The saga’s main character, Michael Corleone, is speaking with Cardinal Lamberto, who would soon become pope. They are in a courtyard standing by a small bird bath or fountain. The cardinal retrieves a pebble from under the water. “Look at this stone,” he says, holding it out for Michael to see. “It has been lying in the water for a very long time, but the water has not penetrated it.” He then whacks the rock on the side of the fountain, breaking it open to expose the inside. “Look,” he says, “perfectly dry.” The glistening water on the outside had not seeped in.
Lamberto continues: “The same thing has happened to men in Europe. For centuries they have been surrounded by Christianity, but Christ has not penetrated. Christ doesn’t live within them.”
Just as Lamberto finishes his observation, Michael suffers a diabetic attack and requires sugar before it worsens. Lamberto perceptively notes that Michael’s heart is causing his real torment. Indeed, Michael is Exhibit B in the lesson. Raised in the church, Michael is nonetheless a murderer. Christ has not penetrated.
And so with us I sometimes think. Christ is everywhere around us. But is he in us too?
Three quarters of American adults identify as Christian. We like to say that we are a Christian nation. It’s a loaded phrase with historical problems, but it makes for a powerful self-identifier. We should ask if it’s true. There are some 335,000 Christian congregations in this country. In some locales a seemingly endless number of steeples jab the sky, while other congregations cram into storefronts and still others occupy massive spaces like big-box retailers, hulking islands rising amid acres of blacktop parking.

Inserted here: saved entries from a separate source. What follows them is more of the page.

//! Diagnostics that measure how closely two values of the same format agree.
//! These are used by the solver to decide when iterative refinement has
//! converged.

use super::bits::BitSeq;
use super::error::Result;
use super::float::{ExpRange, FloatValue, WideExp};
use core::cmp::Ordering;
use tracing::warn;

/// Returns the number of bits needed to express the difference between two
/// mantissas read as unsigned integers: `floor(log2(|a - b|)) + 1`, or zero
/// if they are equal.
fn mantissa_error(a: &BitSeq, b: &BitSeq) -> usize {
    let diff = match a.magnitude_compare(b) {
        Ordering::Equal => return 0,
        Ordering::Greater => a.subtract(b),
        Ordering::Less => b.subtract(a),
    };
    diff.significant_bits()
}

impl FloatValue {
    /// Returns true if `self` is within `2^(e - k - 1)` of `other`, where `e`
    /// is the exponent of `other`. In other words, the two values agree to
    /// `k` bits relative to `other`.
    pub fn matches_within_precision(
        &self,
        other: &Self,
        k: usize,
    ) -> Result<bool> {
        self.get_format().check_same(&other.get_format())?;
        let format = self.get_format();
        let exp_len = format.get_exponent_len();

        // Any shift past 2^E leaves the exponent range.
        let limit = 1usize.checked_shl(exp_len as u32).unwrap_or(usize::MAX);
        let shift = k.saturating_add(1).min(limit);
        let wide = WideExp::from_field(format, other.get_exponent());
        let exponent = match wide.sub_small(shift).classify() {
            ExpRange::InRange(e) => e,
            _ => {
                warn!(
                    k,
                    "value too small to check precision properly, using the \
                     smallest exponent as the threshold"
                );
                BitSeq::from_u64(exp_len, 1)
            }
        };
        let mantissa = BitSeq::zeros(format.get_mantissa_len());
        let max_error = Self::from_parts(format, false, exponent, mantissa);

        let diff = self.sub(other)?.abs();
        diff.is_le(&max_error)
    }

    /// Estimates how many leading mantissa bits of `self` agree with `other`,
    /// assuming both are the same number computed at slightly different
    /// precisions. Returns the mantissa length for identical values, zero if
    /// `other` is much larger, and a negative score if `self` is much
    /// larger. A NaN or infinity that does not match the other value scores
    /// `-i64::MAX`.
    pub fn matching_mantissa_bits(&self, other: &Self) -> Result<i64> {
        self.get_format().check_same(&other.get_format())?;
        let m = self.get_mantissa_len();

        match (self.is_nan(), other.is_nan()) {
            (true, true) => return Ok(m as i64),
            (false, false) => {}
            _ => {
                warn!("matching mantissa bits of NaN against a number");
                return Ok(-i64::MAX);
            }
        }
        match (self.is_inf(), other.is_inf()) {
            (true, true) if self.get_sign() == other.get_sign() => {
                return Ok(m as i64);
            }
            (false, false) => {}
            _ => {
                warn!("matching mantissa bits of infinity against a number");
                return Ok(-i64::MAX);
            }
        }

        let ord = self.get_exponent().magnitude_compare(other.get_exponent());
        let error_bits = match ord {
            Ordering::Equal => {
                mantissa_error(self.get_mantissa(), other.get_mantissa())
            }
            _ => {
                let (hi, lo) = match ord {
                    Ordering::Greater => (self, other),
                    _ => (other, self),
                };
                let gap = hi
                    .get_exponent()
                    .subtract(lo.get_exponent())
                    .to_u64_saturating()
                    .min(i64::MAX as u64 / 2);

                if gap == 1 {
                    // Move the lower value to the exponent of the higher one.
                    let hi_bits = hi.get_significand();
                    let lo_bits = BitSeq::from_bools(&[false, true])
                        .concat(&lo.get_mantissa().slice(0, m - 1));
                    mantissa_error(&hi_bits, &lo_bits)
                } else if ord == Ordering::Less {
                    return Ok(0);
                } else {
                    // Penalize by the exponent gap, and one more bit if the
                    // mantissa pushes the value further away.
                    let mut penalty = gap;
                    let scan = (gap as usize).min(m);
                    if (0..scan).any(|i| self.get_mantissa().get(i)) {
                        penalty += 1;
                    }
                    return Ok(-(penalty as i64));
                }
            }
        };
        Ok(m as i64 - error_bits as i64)
    }

    /// Returns |other - self|.
    pub fn absolute_error(&self, other: &Self) -> Result<Self> {
        Ok(other.sub(self)?.abs())
    }

    /// Returns |other - self| / |other|.
    pub fn relative_error(&self, other: &Self) -> Result<Self> {
        self.absolute_error(other)?.div(&other.abs())
    }

    /// Returns |other - self| computed with native doubles.
    pub fn absolute_error_f64(&self, other: f64) -> f64 {
        (other - self.as_f64()).abs()
    }

    /// Returns |other - self| / |other| computed with native doubles.
    pub fn relative_error_f64(&self, other: f64) -> f64 {
        self.absolute_error_f64(other) / other.abs()
    }
}

#[cfg(test)]
use super::float::{FP16, FP32, FP64};

#[test]
fn test_matches_within_precision() {
    let one = FloatValue::from_f64(FP32, 1.0);
    let close = FloatValue::from_f64(FP32, 1.0 + 2f64.powi(-10));
    assert!(close.matches_within_precision(&one, 8).unwrap());
    assert!(close.matches_within_precision(&one, 9).unwrap());
    assert!(!close.matches_within_precision(&one, 10).unwrap());
    assert!(one.matches_within_precision(&one, 23).unwrap());

    let neg = FloatValue::from_f64(FP32, -1.0);
    assert!(!neg.matches_within_precision(&one, 1).unwrap());

    let nan = FloatValue::nan(FP32);
    assert!(!nan.matches_within_precision(&one, 1).unwrap());
}

#[test]
fn test_matches_within_precision_underflow() {
    // The threshold exponent would go below the range. The smallest exponent
    // is used instead.
    let small = FloatValue::from_f64(FP16, 2f64.powi(-14));
    assert!(small.matches_within_precision(&small, 5).unwrap());
    let other = FloatValue::from_f64(FP16, 2f64.powi(-12));
    assert!(!other.matches_within_precision(&small, 5).unwrap());
}

#[test]
fn test_matches_within_precision_huge_k() {
    // The threshold falls back to the smallest exponent.
    let one = FloatValue::from_f64(FP32, 1.0);
    assert!(one.matches_within_precision(&one, usize::MAX).unwrap());
    let near = FloatValue::from_f64(FP32, 1.0 + 2f64.powi(-23));
    assert!(!near.matches_within_precision(&one, usize::MAX).unwrap());
    let far = FloatValue::from_f64(FP64, 3.0);
    let one = FloatValue::from_f64(FP64, 1.0);
    assert!(!far.matches_within_precision(&one, 1 << 20).unwrap());
}

#[test]
fn test_matching_mantissa_bits() {
    let v = |x: f64| FloatValue::from_f64(FP32, x);

    let one = v(1.0);
    assert_eq!(one.matching_mantissa_bits(&one).unwrap(), 23);

    // The last three mantissa bits differ.
    let close = v(1.0 + 2f64.powi(-20));
    assert_eq!(close.matching_mantissa_bits(&one).unwrap(), 19);
    assert_eq!(one.matching_mantissa_bits(&close).unwrap(), 19);

    // Neighbors across a power of two.
    let below = v(2.0 - 2f64.powi(-23));
    let two = v(2.0);
    assert_eq!(below.matching_mantissa_bits(&two).unwrap(), 22);
    assert_eq!(two.matching_mantissa_bits(&below).unwrap(), 22);

    // Far apart.
    assert_eq!(one.matching_mantissa_bits(&v(8.0)).unwrap(), 0);
    assert_eq!(v(8.0).matching_mantissa_bits(&one).unwrap(), -3);
    assert_eq!(v(12.0).matching_mantissa_bits(&one).unwrap(), -4);
}

#[test]
fn test_matching_mantissa_bits_special() {
    let nan = FloatValue::nan(FP32);
    let inf = FloatValue::inf(FP32, false);
    let one = FloatValue::one(FP32, false);
    assert_eq!(nan.matching_mantissa_bits(&nan).unwrap(), 23);
    assert_eq!(nan.matching_mantissa_bits(&one).unwrap(), -i64::MAX);
    assert_eq!(one.matching_mantissa_bits(&nan).unwrap(), -i64::MAX);
    assert_eq!(inf.matching_mantissa_bits(&inf).unwrap(), 23);
    assert_eq!(inf.matching_mantissa_bits(&-&inf).unwrap(), -i64::MAX);
    assert_eq!(one.matching_mantissa_bits(&inf).unwrap(), -i64::MAX);

    let other = FloatValue::one(FP16, false);
    assert!(one.matching_mantissa_bits(&other).is_err());
}

#[test]
fn test_error_measures() {
    let a = FloatValue::from_f64(FP32, 1.5);
    let b = FloatValue::from_f64(FP32, -2.0);
    assert_eq!(a.absolute_error(&b).unwrap().as_f64(), 3.5);
    assert_eq!(a.relative_error(&b).unwrap().as_f64(), 1.75);
    assert_eq!(a.absolute_error_f64(1.0), 0.5);
    assert_eq!(a.relative_error_f64(-3.0), 1.5);
}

All of this is good, but it doesn’t really answer the question: Has Christ penetrated? Despite the overwhelming number of self-professed Christians, only 12 percent of American adults claim faith as their top priority, according to research by the Barna Group. Family, health, leisure, success, career, and wealth all rank higher.
And it’s not just self-professed priorities that gauge our adherence. Acceptance of traditional Christian morality has declined, as well, according to Barna. For one recent example — this one from the family research firm Child Trends — births outside marriage account for more than half of all births to women under thirty.
Enough with the dire news. There is hope and a way out.
No one can look at the culture and just fix it. No on can cause Christ to penetrate deeper into our nation. That’s delusional. In another context, C.S. Lewis denounced the idea of national repentance as a way to skirt personal repentance. But personal repentance is the only way. I can lament the statistics while also contributing to them (and in fact I have). What good is that except securing my own judgement? All we can do is open up and allow Christ to penetrate our own hearts of stone and transform them into hearts of flesh. It just so happens that is a sufficient and efficacious beginning.
Back to the courtyard: Lamberto asks Michael about making confession. It’s been thirty years since he’s last opened his heart. But Michael knows confessing isn’t all. He must repent, which he won’t do. Will we, each of us? We must. We can. Our Christianity glistens brilliantly on the outside. But the question is, when God breaks us open, will he find that Christ has truly seeped inside, or will he discover us to be merely dry and dead?